Source records –
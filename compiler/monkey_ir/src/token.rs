//! Token types shared by the lexer and the parser.

use super::{Name, Span};
use std::fmt;
use std::ops::{Deref, Index};

/// Kind of a lexical token.
///
/// Fieldless so it can index the parser's rule table directly; the token's
/// text lives in [`Token::literal`].
#[derive(Copy, Clone, Eq, PartialEq, Hash, Debug)]
#[repr(u8)]
pub enum TokenKind {
    Illegal,
    Eof,

    // Identifiers and literals
    Ident,
    Int,
    Str,

    // Operators
    Assign,
    Plus,
    Minus,
    Bang,
    Asterisk,
    Slash,
    Lt,
    Gt,
    Eq,
    NotEq,

    // Delimiters
    Comma,
    Semicolon,
    Colon,
    LParen,
    RParen,
    LBrace,
    RBrace,
    LBracket,
    RBracket,

    // Keywords
    Function,
    Let,
    True,
    False,
    If,
    Else,
    Return,
}

impl TokenKind {
    /// Number of variants; the size of per-kind lookup tables.
    pub const COUNT: usize = TokenKind::Return as usize + 1;

    /// Index into per-kind lookup tables.
    #[inline]
    pub const fn index(self) -> usize {
        self as usize
    }

    /// Map an identifier to its keyword kind, if it is one.
    pub fn keyword(ident: &str) -> Option<TokenKind> {
        match ident {
            "fn" => Some(TokenKind::Function),
            "let" => Some(TokenKind::Let),
            "true" => Some(TokenKind::True),
            "false" => Some(TokenKind::False),
            "if" => Some(TokenKind::If),
            "else" => Some(TokenKind::Else),
            "return" => Some(TokenKind::Return),
            _ => None,
        }
    }

    /// Display name used in parse error messages.
    pub const fn display_name(self) -> &'static str {
        match self {
            TokenKind::Illegal => "ILLEGAL",
            TokenKind::Eof => "EOF",
            TokenKind::Ident => "IDENT",
            TokenKind::Int => "INT",
            TokenKind::Str => "STRING",
            TokenKind::Assign => "=",
            TokenKind::Plus => "+",
            TokenKind::Minus => "-",
            TokenKind::Bang => "!",
            TokenKind::Asterisk => "*",
            TokenKind::Slash => "/",
            TokenKind::Lt => "<",
            TokenKind::Gt => ">",
            TokenKind::Eq => "==",
            TokenKind::NotEq => "!=",
            TokenKind::Comma => ",",
            TokenKind::Semicolon => ";",
            TokenKind::Colon => ":",
            TokenKind::LParen => "(",
            TokenKind::RParen => ")",
            TokenKind::LBrace => "{",
            TokenKind::RBrace => "}",
            TokenKind::LBracket => "[",
            TokenKind::RBracket => "]",
            TokenKind::Function => "FUNCTION",
            TokenKind::Let => "LET",
            TokenKind::True => "TRUE",
            TokenKind::False => "FALSE",
            TokenKind::If => "IF",
            TokenKind::Else => "ELSE",
            TokenKind::Return => "RETURN",
        }
    }
}

impl fmt::Display for TokenKind {
    fn fmt(&self, f: &mut fmt::Formatter<'_>) -> fmt::Result {
        f.write_str(self.display_name())
    }
}

/// A token: its kind, its literal text and where it came from.
#[derive(Copy, Clone, Eq, PartialEq, Hash)]
pub struct Token {
    pub kind: TokenKind,
    pub literal: Name,
    pub span: Span,
}

impl Token {
    #[inline]
    pub const fn new(kind: TokenKind, literal: Name, span: Span) -> Self {
        Token {
            kind,
            literal,
            span,
        }
    }
}

impl fmt::Debug for Token {
    fn fmt(&self, f: &mut fmt::Formatter<'_>) -> fmt::Result {
        write!(f, "{:?} @ {:?}", self.kind, self.span)
    }
}

/// A complete token stream, always terminated by exactly one EOF token.
#[derive(Clone, Debug, Default, PartialEq, Eq)]
pub struct TokenList {
    tokens: Vec<Token>,
}

impl TokenList {
    pub fn new() -> Self {
        TokenList { tokens: Vec::new() }
    }

    #[inline]
    pub fn push(&mut self, token: Token) {
        self.tokens.push(token);
    }

    /// Token kinds in order; convenient for assertions.
    pub fn kinds(&self) -> Vec<TokenKind> {
        self.tokens.iter().map(|t| t.kind).collect()
    }
}

impl Deref for TokenList {
    type Target = [Token];

    fn deref(&self) -> &Self::Target {
        &self.tokens
    }
}

impl Index<usize> for TokenList {
    type Output = Token;

    fn index(&self, index: usize) -> &Self::Output {
        &self.tokens[index]
    }
}
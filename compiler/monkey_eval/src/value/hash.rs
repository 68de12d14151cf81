//! Hash keys and the ordered hash map behind `Value::Hash`.

use super::Value;
use rustc_hash::FxHashMap;

/// FNV-1a offset basis (64-bit).
const FNV_OFFSET_BASIS: u64 = 14_695_981_039_346_656_037;
/// FNV-1a prime (64-bit).
const FNV_PRIME: u64 = 1_099_511_628_211;

fn fnv1a(bytes: &[u8]) -> u64 {
    bytes.iter().fold(FNV_OFFSET_BASIS, |hash, &byte| {
        (hash ^ u64::from(byte)).wrapping_mul(FNV_PRIME)
    })
}

/// Which hashable variant a key came from.
#[derive(Copy, Clone, Eq, PartialEq, Hash, Debug)]
pub enum HashTag {
    Integer,
    Boolean,
    String,
}

/// Identity of a hashable value: its variant plus a 64-bit digest.
///
/// Tagging keeps `1` and `true` distinct even though both digest to 1.
#[derive(Copy, Clone, Eq, PartialEq, Hash, Debug)]
pub struct HashKey {
    pub tag: HashTag,
    pub digest: u64,
}

impl HashKey {
    #[expect(
        clippy::cast_sign_loss,
        reason = "the digest reinterprets the integer's bits"
    )]
    /// Key of an integer; the digest is its bit pattern.
    pub fn integer(value: i64) -> Self {
        HashKey {
            tag: HashTag::Integer,
            digest: value as u64,
        }
    }

    /// Key of a boolean; the digest is 0 or 1.
    pub fn boolean(value: bool) -> Self {
        HashKey {
            tag: HashTag::Boolean,
            digest: u64::from(value),
        }
    }

    /// Key of a string; the digest is FNV-1a over its bytes.
    pub fn string(value: &str) -> Self {
        HashKey {
            tag: HashTag::String,
            digest: fnv1a(value.as_bytes()),
        }
    }
}

/// A stored entry: the original key value and its paired value.
#[derive(Clone, Debug, PartialEq)]
pub struct HashPair {
    pub key: Value,
    pub value: Value,
}

/// Insertion-ordered map from hash keys to pairs.
///
/// Re-inserting an existing key replaces the value in place, so the entry
/// keeps the position of its first insertion.
#[derive(Clone, Debug, Default)]
pub struct HashValue {
    entries: Vec<HashPair>,
    index: FxHashMap<HashKey, usize>,
}

impl HashValue {
    pub fn new() -> Self {
        Self::default()
    }

    /// Store `pair` under `key`, overwriting an existing entry in place.
    pub fn insert(&mut self, key: HashKey, pair: HashPair) {
        if let Some(&slot) = self.index.get(&key) {
            self.entries[slot] = pair;
        } else {
            self.index.insert(key, self.entries.len());
            self.entries.push(pair);
        }
    }

    /// The pair stored under `key`.
    pub fn get(&self, key: &HashKey) -> Option<&HashPair> {
        self.index.get(key).map(|&slot| &self.entries[slot])
    }

    #[inline]
    pub fn len(&self) -> usize {
        self.entries.len()
    }

    #[inline]
    pub fn is_empty(&self) -> bool {
        self.entries.is_empty()
    }

    /// Pairs in insertion order.
    pub fn iter(&self) -> std::slice::Iter<'_, HashPair> {
        self.entries.iter()
    }
}

impl PartialEq for HashValue {
    fn eq(&self, other: &Self) -> bool {
        self.entries == other.entries
    }
}
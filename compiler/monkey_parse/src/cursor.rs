//! Token cursor for navigating the token stream.
//!
//! The cursor always points at the next unconsumed token (`current`), and
//! can look one token further (`peek_kind`). The stream ends with EOF and the
//! cursor never moves past it.

use super::ParseError;
use monkey_ir::{Name, Span, StringInterner, Token, TokenKind, TokenList};
use tracing::trace;

pub struct Cursor<'a> {
    tokens: &'a TokenList,
    interner: &'a StringInterner,
    pos: usize,
}

impl<'a> Cursor<'a> {
    pub fn new(tokens: &'a TokenList, interner: &'a StringInterner) -> Self {
        Cursor {
            tokens,
            interner,
            pos: 0,
        }
    }

    pub fn interner(&self) -> &'a StringInterner {
        self.interner
    }

    /// Position in the token stream; compared before and after a parse step
    /// to detect progress.
    #[inline]
    pub fn position(&self) -> usize {
        self.pos
    }

    /// The current token. A stream without tokens reads as EOF.
    #[inline]
    pub fn current(&self) -> Token {
        static EOF: Token = Token::new(TokenKind::Eof, Name::EMPTY, Span::DUMMY);
        self.tokens.get(self.pos).copied().unwrap_or(EOF)
    }

    #[inline]
    pub fn current_kind(&self) -> TokenKind {
        self.current().kind
    }

    #[inline]
    pub fn current_span(&self) -> Span {
        self.current().span
    }

    /// Span of the most recently consumed token.
    #[inline]
    pub fn previous_span(&self) -> Span {
        match self.pos.checked_sub(1).and_then(|i| self.tokens.get(i)) {
            Some(token) => token.span,
            None => Span::DUMMY,
        }
    }

    /// Kind of the token after the current one.
    #[inline]
    pub fn peek_kind(&self) -> TokenKind {
        self.tokens
            .get(self.pos + 1)
            .map_or(TokenKind::Eof, |t| t.kind)
    }

    #[inline]
    pub fn is_at_end(&self) -> bool {
        self.current_kind() == TokenKind::Eof
    }

    #[inline]
    pub fn check(&self, kind: TokenKind) -> bool {
        self.current_kind() == kind
    }

    /// Consume the current token and return it. Stays put on EOF.
    pub fn advance(&mut self) -> Token {
        let token = self.current();
        if token.kind != TokenKind::Eof {
            self.pos += 1;
        }
        trace!(pos = self.pos, kind = %token.kind, "advance");
        token
    }

    /// Consume the current token if it has the given kind.
    pub fn eat(&mut self, kind: TokenKind) -> bool {
        if self.check(kind) {
            self.advance();
            true
        } else {
            false
        }
    }

    /// Consume a token of the given kind or report what was found instead.
    pub fn expect(&mut self, kind: TokenKind) -> Result<Token, ParseError> {
        if self.check(kind) {
            Ok(self.advance())
        } else {
            Err(ParseError::unexpected_token(
                kind,
                self.current_kind(),
                self.current_span(),
            ))
        }
    }

    /// Consume an identifier and return its interned name.
    pub fn expect_ident(&mut self) -> Result<Name, ParseError> {
        self.expect(TokenKind::Ident).map(|t| t.literal)
    }
}

#[cfg(test)]
mod tests;
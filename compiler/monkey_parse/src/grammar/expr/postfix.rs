//! Infix handlers: binary operators, calls and indexing.

use super::infix_precedence;
use crate::grammar::Precedence;
use crate::{ParseError, Parser};
use monkey_ir::{BinaryOp, Expr, ExprId, ExprKind, TokenKind};

fn binary_op(kind: TokenKind) -> Option<BinaryOp> {
    match kind {
        TokenKind::Plus => Some(BinaryOp::Add),
        TokenKind::Minus => Some(BinaryOp::Sub),
        TokenKind::Asterisk => Some(BinaryOp::Mul),
        TokenKind::Slash => Some(BinaryOp::Div),
        TokenKind::Eq => Some(BinaryOp::Eq),
        TokenKind::NotEq => Some(BinaryOp::NotEq),
        TokenKind::Lt => Some(BinaryOp::Lt),
        TokenKind::Gt => Some(BinaryOp::Gt),
        _ => None,
    }
}

/// `left <op> right`, left-associative.
pub(super) fn parse_infix(p: &mut Parser<'_>, left: ExprId) -> Result<ExprId, ParseError> {
    let token = p.cursor.advance();
    let Some(op) = binary_op(token.kind) else {
        return Err(ParseError::no_prefix_parse(token.kind, token.span));
    };
    let right = p.parse_expression(infix_precedence(token.kind))?;

    let span = p.arena.get_expr(left).span.merge(p.cursor.previous_span());
    Ok(p.alloc_expr(Expr::new(ExprKind::Infix { left, op, right }, span)))
}

/// `callee(args)`
pub(super) fn parse_call(p: &mut Parser<'_>, callee: ExprId) -> Result<ExprId, ParseError> {
    p.cursor.advance();
    let args = p.parse_expr_list(TokenKind::RParen)?;
    let args = p.arena.alloc_expr_list(args);

    let span = p.arena.get_expr(callee).span.merge(p.cursor.previous_span());
    Ok(p.alloc_expr(Expr::new(ExprKind::Call { callee, args }, span)))
}

/// `collection[index]`
pub(super) fn parse_index(p: &mut Parser<'_>, collection: ExprId) -> Result<ExprId, ParseError> {
    p.cursor.advance();
    let index = p.parse_expression(Precedence::Lowest)?;
    p.cursor.expect(TokenKind::RBracket)?;

    let span = p
        .arena
        .get_expr(collection)
        .span
        .merge(p.cursor.previous_span());
    Ok(p.alloc_expr(Expr::new(ExprKind::Index { collection, index }, span)))
}

impl Parser<'_> {
    /// Comma-separated expressions up to and including `close`. The opening
    /// delimiter is already consumed.
    pub(crate) fn parse_expr_list(&mut self, close: TokenKind) -> Result<Vec<ExprId>, ParseError> {
        let mut items = Vec::new();
        if self.cursor.eat(close) {
            return Ok(items);
        }
        items.push(self.parse_expression(Precedence::Lowest)?);
        while self.cursor.eat(TokenKind::Comma) {
            items.push(self.parse_expression(Precedence::Lowest)?);
        }
        self.cursor.expect(close)?;
        Ok(items)
    }
}
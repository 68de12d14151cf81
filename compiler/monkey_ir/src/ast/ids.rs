//! Arena indices and list ranges.

use crate::Name;
use std::fmt;
use std::marker::PhantomData;

/// Index of an expression in the arena.
#[derive(Copy, Clone, Eq, PartialEq, Hash)]
#[repr(transparent)]
pub struct ExprId(u32);

impl ExprId {
    #[inline]
    pub const fn new(index: u32) -> Self {
        ExprId(index)
    }

    #[inline]
    pub const fn index(self) -> usize {
        self.0 as usize
    }
}

impl fmt::Debug for ExprId {
    fn fmt(&self, f: &mut fmt::Formatter<'_>) -> fmt::Result {
        write!(f, "ExprId({})", self.0)
    }
}

/// Index of a statement in the arena.
#[derive(Copy, Clone, Eq, PartialEq, Hash)]
#[repr(transparent)]
pub struct StmtId(u32);

impl StmtId {
    #[inline]
    pub const fn new(index: u32) -> Self {
        StmtId(index)
    }

    #[inline]
    pub const fn index(self) -> usize {
        self.0 as usize
    }
}

impl fmt::Debug for StmtId {
    fn fmt(&self, f: &mut fmt::Formatter<'_>) -> fmt::Result {
        write!(f, "StmtId({})", self.0)
    }
}

/// Contiguous run of `T` in one of the arena's list stores.
///
/// The marker only ties a range to the store it indexes, so an
/// [`ExprRange`] can never be resolved against the statement list.
pub struct ListRange<T> {
    start: u32,
    len: u32,
    _marker: PhantomData<fn() -> T>,
}

impl<T> ListRange<T> {
    pub const EMPTY: Self = ListRange::new(0, 0);

    #[inline]
    pub const fn new(start: u32, len: u32) -> Self {
        ListRange {
            start,
            len,
            _marker: PhantomData,
        }
    }

    #[inline]
    pub const fn len(self) -> usize {
        self.len as usize
    }

    #[inline]
    pub const fn is_empty(self) -> bool {
        self.len == 0
    }

    #[inline]
    pub fn to_range(self) -> std::ops::Range<usize> {
        let start = self.start as usize;
        start..start + self.len as usize
    }
}

impl<T> Clone for ListRange<T> {
    fn clone(&self) -> Self {
        *self
    }
}

impl<T> Copy for ListRange<T> {}

impl<T> PartialEq for ListRange<T> {
    fn eq(&self, other: &Self) -> bool {
        self.start == other.start && self.len == other.len
    }
}

impl<T> Eq for ListRange<T> {}

impl<T> fmt::Debug for ListRange<T> {
    fn fmt(&self, f: &mut fmt::Formatter<'_>) -> fmt::Result {
        write!(f, "{}..{}", self.start, self.start + self.len)
    }
}

pub type ExprRange = ListRange<ExprId>;
pub type StmtRange = ListRange<StmtId>;
pub type ParamRange = ListRange<Name>;
pub type HashEntryRange = ListRange<super::HashEntry>;
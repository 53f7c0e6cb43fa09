//! Fiber Align - Dual-endpoint fiber coupling alignment.
//!
//! This crate maximizes the optical power coupled through a fiber whose two
//! endpoints (A and B) each sit on a five-axis stage. Both endpoints are
//! searched jointly by a dual-population genetic algorithm: one population
//! per endpoint, paired by index, scored by a single power measurement.
//!
//! # Architecture
//!
//! The crate is split into two main modules:
//!
//! - `schema`: Search space, tunables, parameter updates and result types
//! - `compute`: The optimizer engine and a simulated coupling model
//!
//! # Example
//!
//! ```rust,no_run
//! use fiber_align::{
//!     compute::{CouplingModel, SimulatedCoupling},
//!     schema::OptimizerConfig,
//!     Optimizer,
//! };
//!
//! let config = OptimizerConfig::default();
//! let meter = SimulatedCoupling::new(CouplingModel::default(), &config.search_space);
//!
//! let mut optimizer = Optimizer::new(config, meter);
//! let result = optimizer.run_with_callback(|report| {
//!     println!("Generation {}: best {:.6}", report.generation, report.best_fitness);
//! });
//!
//! println!("Best pose: {}", result.best_pose);
//! ```

pub mod compute;
pub mod schema;

// Re-export commonly used types
pub use compute::optimizer::{EvalError, FitnessEvaluator, Optimizer, OptimizerHandle};
pub use compute::{CouplingModel, SimulatedCoupling};
pub use schema::{OptimizationResult, OptimizerConfig, OptimizerEvent, Pose, SearchSpace, Tunables};
/// Run state owned by the optimizer.
#[derive(Debug)]
struct OptimizerState {
    phase: PhaseState,
    population: PopulationPair,
    fitness: Vec<f64>,
    detector: ConvergenceDetector,
    best: Option<BestPair>,
    generation: usize,
    evaluations: u64,
    light_detected: bool,
    global_converged: bool,
    lock: OnceCell<LockSnapshot>,
    history: HistoryLog,
}

impl Default for OptimizerState {
    fn default() -> Self {
        Self {
            phase: PhaseState::Searching,
            population: PopulationPair::default(),
            fitness: Vec::new(),
            detector: ConvergenceDetector::new(),
            best: None,
            generation: 0,
            evaluations: 0,
            light_detected: false,
            global_converged: false,
            lock: OnceCell::new(),
            history: HistoryLog::default(),
        }
    }
}

/// Dual-population optimizer driving an injected fitness evaluator.
pub struct Optimizer<E: FitnessEvaluator> {
    config: OptimizerConfig,
    evaluator: E,
    rng: OperatorRng,
    state: OptimizerState,
    events: EventSink,
    cancelled: Arc<AtomicBool>,
    control_tx: Sender<Control>,
    control_rx: Receiver<Control>,
    parameter_source: Option<Box<dyn ParameterSource + Send>>,
}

Exercise – Look through the entries. Copy out each line with "filename" in it.

Task solution –
filename compiler/monkey_ir/src/token.rs
filename compiler/monkey_eval/src/value/hash.rs
filename compiler/monkey_parse/src/cursor.rs
filename compiler/monkey_parse/src/grammar/expr/postfix.rs
filename compiler/monkey_ir/src/ast/ids.rs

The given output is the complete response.